Homecoming, however, is so much more than a dance―it’s the perfect opportunity to show Centennial’s school spirit and cheer on our football team. But what is school spirit?

For many of us, it’s going to pep rallies, cheering for Centennial at games and rallying support around our amazing music or academic department as they compete.

George Singler, AP U.S. History teacher and co-sponsor of Centennial’s National Honor Society, says school spirit, simply put, is having pride in the school you go to.

“I think school spirit is supporting not only the events that you’re a part of but the events other people are a part of as well,” Singler said. “I think it also has a lot to do with just enjoying the atmosphere.”

As for Centennial’s school spirit, Singler says it is lacking, something that needs to change―and fast.

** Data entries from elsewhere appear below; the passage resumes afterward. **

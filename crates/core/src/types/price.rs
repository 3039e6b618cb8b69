//! Type-safe listing price using decimal arithmetic.

use core::fmt;
use std::str::FromStr;

use rust_decimal::Decimal;
use serde::{Deserialize, Serialize};

/// Errors that can occur when constructing a [`Price`].
#[derive(thiserror::Error, Debug, Clone, PartialEq, Eq)]
pub enum PriceError {
    /// The amount is below zero.
    #[error("price must not be negative")]
    Negative,
    /// The input string is not a valid decimal number.
    #[error("price is not a valid number")]
    NotANumber,
}

/// A non-negative listing price.
///
/// Listings are single-currency, so no currency code travels with the amount.
/// The decimal representation avoids float rounding on display and comparison.
///
/// ## Examples
///
/// ```
/// use tradepost_core::Price;
///
/// let price: Price = "1250.50".parse().unwrap();
/// assert!("-1".parse::<Price>().is_err());
/// assert!("cheap".parse::<Price>().is_err());
/// ```
#[derive(Debug, Clone, Copy, PartialEq, Eq, PartialOrd, Ord, Serialize, Deserialize)]
#[serde(transparent)]
pub struct Price(Decimal);

impl Price {
    /// Create a price from a decimal amount.
    ///
    /// # Errors
    ///
    /// Returns [`PriceError::Negative`] if the amount is below zero.
    pub fn new(amount: Decimal) -> Result<Self, PriceError> {
        if amount.is_sign_negative() && !amount.is_zero() {
            return Err(PriceError::Negative);
        }
        Ok(Self(amount))
    }

    /// Get the underlying decimal amount.
    #[must_use]
    pub const fn amount(&self) -> Decimal {
        self.0
    }
}

impl fmt::Display for Price {
    fn fmt(&self, f: &mut fmt::Formatter<'_>) -> fmt::Result {
        write!(f, "{}", self.0)
    }
}

impl FromStr for Price {
    type Err = PriceError;

    fn from_str(s: &str) -> Result<Self, Self::Err> {
        let amount = Decimal::from_str(s.trim()).map_err(|_| PriceError::NotANumber)?;
        Self::new(amount)
    }
}

impl TryFrom<Decimal> for Price {
    type Error = PriceError;

    fn try_from(amount: Decimal) -> Result<Self, Self::Error> {
        Self::new(amount)
    }
}

impl From<Price> for Decimal {
    fn from(price: Price) -> Self {
        price.0
    }
}

// SQLx support (with postgres feature): stored as NUMERIC
#[cfg(feature = "postgres")]
impl sqlx::Type<sqlx::Postgres> for Price {
    fn type_info() -> sqlx::postgres::PgTypeInfo {
        <Decimal as sqlx::Type<sqlx::Postgres>>::type_info()
    }

    fn compatible(ty: &sqlx::postgres::PgTypeInfo) -> bool {
        <Decimal as sqlx::Type<sqlx::Postgres>>::compatible(ty)
    }
}

#[cfg(feature = "postgres")]
impl<'r> sqlx::Decode<'r, sqlx::Postgres> for Price {
    fn decode(value: sqlx::postgres::PgValueRef<'r>) -> Result<Self, sqlx::error::BoxDynError> {
        let amount = <Decimal as sqlx::Decode<sqlx::Postgres>>::decode(value)?;
        // The column carries a CHECK (>= 0); trust it
        Ok(Self(amount))
    }
}

#[cfg(feature = "postgres")]
impl sqlx::Encode<'_, sqlx::Postgres> for Price {
    fn encode_by_ref(
        &self,
        buf: &mut sqlx::postgres::PgArgumentBuffer,
    ) -> Result<sqlx::encode::IsNull, sqlx::error::BoxDynError> {
        <Decimal as sqlx::Encode<sqlx::Postgres>>::encode_by_ref(&self.0, buf)
    }
}

#[cfg(test)]
#[allow(clippy::unwrap_used)]
mod tests {
    use super::*;

    #[test]
    fn test_zero_is_valid() {
        assert!(Price::new(Decimal::ZERO).is_ok());
    }

    #[test]
    fn test_negative_is_rejected() {
        let amount = Decimal::from_str("-0.01").unwrap();
        assert_eq!(Price::new(amount), Err(PriceError::Negative));
    }

    #[test]
    fn test_parse_valid() {
        let price: Price = "1250.50".parse().unwrap();
        assert_eq!(price.amount(), Decimal::from_str("1250.50").unwrap());
    }

    #[test]
    fn test_parse_trims_whitespace() {
        let price: Price = " 99 ".parse().unwrap();
        assert_eq!(price.amount(), Decimal::from(99));
    }

    #[test]
    fn test_parse_garbage() {
        assert_eq!("cheap".parse::<Price>(), Err(PriceError::NotANumber));
        assert_eq!("".parse::<Price>(), Err(PriceError::NotANumber));
    }

    #[test]
    fn test_parse_negative() {
        assert_eq!("-1".parse::<Price>(), Err(PriceError::Negative));
    }

    #[test]
    fn test_ordering() {
        let low: Price = "10".parse().unwrap();
        let high: Price = "20".parse().unwrap();
        assert!(low < high);
    }
}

“We do all right at football games, but if you go to an orchestra concert, go to a band competition on a Saturday or go to a tennis match, there aren’t very many people there,” Singler said. “Go to homecoming, and if you’re not a freshman or a sophomore, you’re there for five minutes and you leave.”

Photo by Maddie Ayers.
Photo by Maddie Ayers.

Singler’s efforts to generate more school spirit and an interdisciplinary support system are expressed through Tuesday Night Titans, where all Centennial students are encouraged to come out and show their support at as many events as possible. He also hopes to rally the staff to come to events just as much as students do.

“The expectation is that school is supposed to be fun and we as staff need to let you guys enjoy these events,” Singler said. “We need to realize that we as staff need to have fun at these events with the kids as well.”

So this homecoming, remember the big picture―it’s not about the crush you only met last year asking you to the dance (hate to break it to you, but the chances are slim) but about finally doing something about the irony of going to one of the highest ranked high schools in the nation but taking no pride in it.

The power to change the culture of Centennial is in all of you, Titans. You are what makes this school great, and you are the only ones that can make it even better.

Let’s come together and show everyone that Centennial really is the best high school in the world.